The brave youngster was initially able to attend school, but was eventually forced out by bullies who targeted him for his unorthodox appearance following the release of the Bollywood movie ‘Paa’ – a movie about a progeria patient named Auro.
"Nihal used to go to school regularly and never faced any problems. A few of his friends would help him to carry his bag, as he was unable to carry it himself,” dad Srinivas said.
“After the movie ‘Paa’ was released, kids used to bully Nihal by calling him ‘Auro’. Even people outside the school started taunting Nihal by calling him Auro.”
“Nihal said people were bullying him too much and didn’t want to go to school.
"Then his health started deteriorating and it became difficult for him to carry his bag. So we decided to pull him out.”
Now Nihal spends his days playing with toy robots, surfing the Internet and painting, while his 11-year-old sister Vaishnavi helps him with studies.
Nihal said: "I go out with my sister, I play with her, she looks out for me. If someone calls me names, she beats them up."
And while his body shows the signs of rapid ageing, Nihal has the mental age of a regular 14-year-old.
While Progeria is incurable, the Progeria Research Foundation in Boston has been pioneering a drug treatment to combat the heart problems.
Nihal travelled to Boston, America, in December 2014 for free treatment - which appears to be having a major impact.
Srinivas said: “There have been a lot of visible changes in Nihal’s health - for example, his body flexibility.
"Earlier, he was not able to bend or stoop. But now he is able to do that."
Await that time may be running out, young Nihal is determined to work through his bucket list - including getting taken out for a spin in a Lamborghini.
Dinesh Chindarkar, co-founder of MediaMedic Communications, said: “The first activity we did was that since Nihal loved Lamborghini so much you know, we took him, we wrote to Lamborghini, and Lamborghini was kind enough to invite us to their showroom in Mumbai.
"We took him around, and he had that experience of moving around in a Lamborghini, which was something on his wishlist."
NIhal added: "I had three dreams: one was riding a Lamborghini, that’s been fulfilled.
“My second wish was of meeting Honda ASIMO [an AI robot]. That will happen soon.
"I still have Disneyland to visit too. There are a lot of rides and I like the Giant Wheel the most, especially the one with Mickey Mouse."
As well as assisting with treatment, the Progeria Research Foundation and their media partners are also trying to raise awareness of the condition, especially in India where they hope to find and help more children with Progeria.
Audrey Gordon, president and executive director of the Progeria Research Foundation, said: “Our search for more children with progeria continues.
"There are an estimated 300-350 children living with progeria worldwide at any one time, but right now we only know of 125.
"That is why we call the campaign “Find the Other 150”. Statistically, about one third of the unknown children live in India – undiagnosed and untreated.

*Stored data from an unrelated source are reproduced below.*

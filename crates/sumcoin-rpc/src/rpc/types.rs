//! HTTP-level values exchanged with a [`Transport`](super::Transport).

use reqwest::{Method, StatusCode};

/// One outbound HTTP request. `path` is relative to the transport's base URL.
#[derive(Debug, Clone, PartialEq, Eq)]
pub struct HttpRequest {
    pub method: Method,
    pub path: String,
    pub body: Vec<u8>,
}

impl HttpRequest {
    pub fn post(path: impl Into<String>, body: Vec<u8>) -> Self {
        Self {
            method: Method::POST,
            path: path.into(),
            body,
        }
    }

    /// Body decoded as JSON, `Null` if it is not valid JSON.
    pub fn json_body(&self) -> serde_json::Value {
        serde_json::from_slice(&self.body).unwrap_or(serde_json::Value::Null)
    }
}

#[derive(Debug, Clone, PartialEq, Eq)]
pub struct HttpResponse {
    pub status: u16,
    /// Reason phrase sent by the server, if the transport exposes one.
    pub reason: Option<String>,
    pub body: Vec<u8>,
}

impl HttpResponse {
    pub fn new(status: u16, body: impl Into<Vec<u8>>) -> Self {
        Self {
            status,
            reason: None,
            body: body.into(),
        }
    }

    pub fn json(status: u16, body: &serde_json::Value) -> Self {
        Self::new(status, body.to_string())
    }

    pub fn is_success(&self) -> bool {
        (200..300).contains(&self.status)
    }

    /// Reason phrase, falling back to the canonical one for the status.
    pub fn reason_phrase(&self) -> String {
        if let Some(reason) = self.reason.as_deref().filter(|r| !r.is_empty()) {
            return reason.to_owned();
        }
        StatusCode::from_u16(self.status)
            .ok()
            .and_then(|s| s.canonical_reason())
            .map(str::to_owned)
            .unwrap_or_else(|| format!("HTTP status {}", self.status))
    }
}

/// A failed exchange. `response` is set when the failure still produced an
/// HTTP response worth inspecting.
#[derive(Debug, Clone, PartialEq, Eq, thiserror::Error)]
#[error("{message}")]
pub struct TransportError {
    pub message: String,
    pub code: i64,
    pub response: Option<HttpResponse>,
}

impl TransportError {
    pub fn new(message: impl Into<String>, code: i64) -> Self {
        Self {
            message: message.into(),
            code,
            response: None,
        }
    }

    pub fn with_response(mut self, response: HttpResponse) -> Self {
        self.response = Some(response);
        self
    }
}

impl From<reqwest::Error> for TransportError {
    fn from(err: reqwest::Error) -> Self {
        let code = err.status().map(|s| i64::from(s.as_u16())).unwrap_or(0);
        Self::new(err.to_string(), code)
    }
}

#[cfg(test)]
mod tests {
    use super::*;

    #[test]
    fn reason_phrase_falls_back_to_canonical() {
        assert_eq!(HttpResponse::new(500, "").reason_phrase(), "Internal Server Error");
        assert_eq!(HttpResponse::new(599, "").reason_phrase(), "HTTP status 599");

        let mut custom = HttpResponse::new(503, "");
        custom.reason = Some("Warming up".into());
        assert_eq!(custom.reason_phrase(), "Warming up");
    }

    #[test]
    fn success_range_is_2xx() {
        assert!(HttpResponse::new(200, "").is_success());
        assert!(HttpResponse::new(204, "").is_success());
        assert!(!HttpResponse::new(301, "").is_success());
        assert!(!HttpResponse::new(500, "").is_success());
    }
}
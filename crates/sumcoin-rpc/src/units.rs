//! Conversions between sigma (the smallest unit, 1e-8 SUM) and display units.
//!
//! Everything is done on integers after an exact decimal parse, so no value
//! ever passes through a float except in [`to_fixed`], which is explicitly a
//! float helper. Amounts are truncated to sigma, never rounded.

use bitcoin::amount::{Denomination, ParseAmountError};
use bitcoin::SignedAmount;

/// SUM amount with 8 decimals, e.g. `1000 -> "0.00001000"`.
pub fn to_sumcoin(sigma: i64) -> String {
    format_scaled(i128::from(sigma), 8)
}

/// Parse a decimal SUM amount into sigma, e.g. `"1.5" -> 150000000`.
/// Digits past the 8th decimal are dropped, never rounded.
pub fn to_sigma(sumcoin: &str) -> Result<i64, ParseAmountError> {
    let amount = truncate_decimals(sumcoin.trim(), 8);
    SignedAmount::from_str_in(amount, Denomination::Bitcoin).map(SignedAmount::to_sat)
}

/// SUM to usum (1 SUM = 1e6 usum), 4 decimals, truncated.
pub fn to_usum(sumcoin: &str) -> Result<String, ParseAmountError> {
    // sigma / 100 usum, kept at 1e-4 precision: sigma * 100.
    let sigma = to_sigma(sumcoin)?;
    Ok(format_scaled(i128::from(sigma) * 100, 4))
}

/// SUM to msum (1 SUM = 1e3 msum), 4 decimals, truncated.
pub fn to_msum(sumcoin: &str) -> Result<String, ParseAmountError> {
    // sigma / 1e5 msum, kept at 1e-4 precision: sigma / 10.
    let sigma = to_sigma(sumcoin)?;
    Ok(format_scaled(i128::from(sigma) / 10, 4))
}

/// f64 carries no decimal digits past 1e-324.
const MAX_FIXED_PRECISION: u32 = 324;

/// Bring a float to `precision` decimals without rounding.
///
/// Works on the shortest decimal form of `number`, so values that are exact
/// in decimal stay exact (`0.000025` does not become `0.00002499`).
/// `precision` is capped at 324.
pub fn to_fixed(number: f64, precision: u32) -> String {
    if !number.is_finite() {
        return number.to_string();
    }

    let shortest = number.to_string();
    let (whole, fraction) = shortest.split_once('.').unwrap_or((&shortest, ""));
    let width = precision.min(MAX_FIXED_PRECISION) as usize;
    let kept = &fraction[..fraction.len().min(width)];

    let mut fixed = String::from(whole);
    if width > 0 {
        fixed.push('.');
        fixed.push_str(kept);
        fixed.extend(std::iter::repeat('0').take(width - kept.len()));
    }

    // "-0.00" after truncation is plain zero.
    if fixed.starts_with('-') && fixed[1..].chars().all(|c| c == '0' || c == '.') {
        fixed.remove(0);
    }
    fixed
}

/// Cut a decimal string to at most `decimals` fractional digits.
fn truncate_decimals(amount: &str, decimals: usize) -> &str {
    match amount.split_once('.') {
        Some((whole, fraction)) if fraction.len() > decimals && fraction.is_char_boundary(decimals) => {
            &amount[..whole.len() + 1 + decimals]
        }
        _ => amount,
    }
}

/// Render `units * 10^-decimals` with exactly `decimals` digits after the point.
fn format_scaled(units: i128, decimals: u32) -> String {
    let sign = if units < 0 { "-" } else { "" };
    let magnitude = units.unsigned_abs();
    if decimals == 0 {
        return format!("{sign}{magnitude}");
    }

    let Some(divisor) = 10u128.checked_pow(decimals) else {
        return format!("{sign}{magnitude}e-{decimals}");
    };
    format!(
        "{sign}{}.{:0width$}",
        magnitude / divisor,
        magnitude % divisor,
        width = decimals as usize
    )
}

"So far three children from India have been identified and helped by The Progeria Research Foundation. We need to continue to find as many children as we can. All children with Progeria must have the opportunity to benefit from our efforts to find treatments and a cure."
Nihal has been at the heart of the social media campaign - and is determined to help others with his condition.
He said: “There are many more in India who are like me. It’s my wish that all of them should get quality treatment.”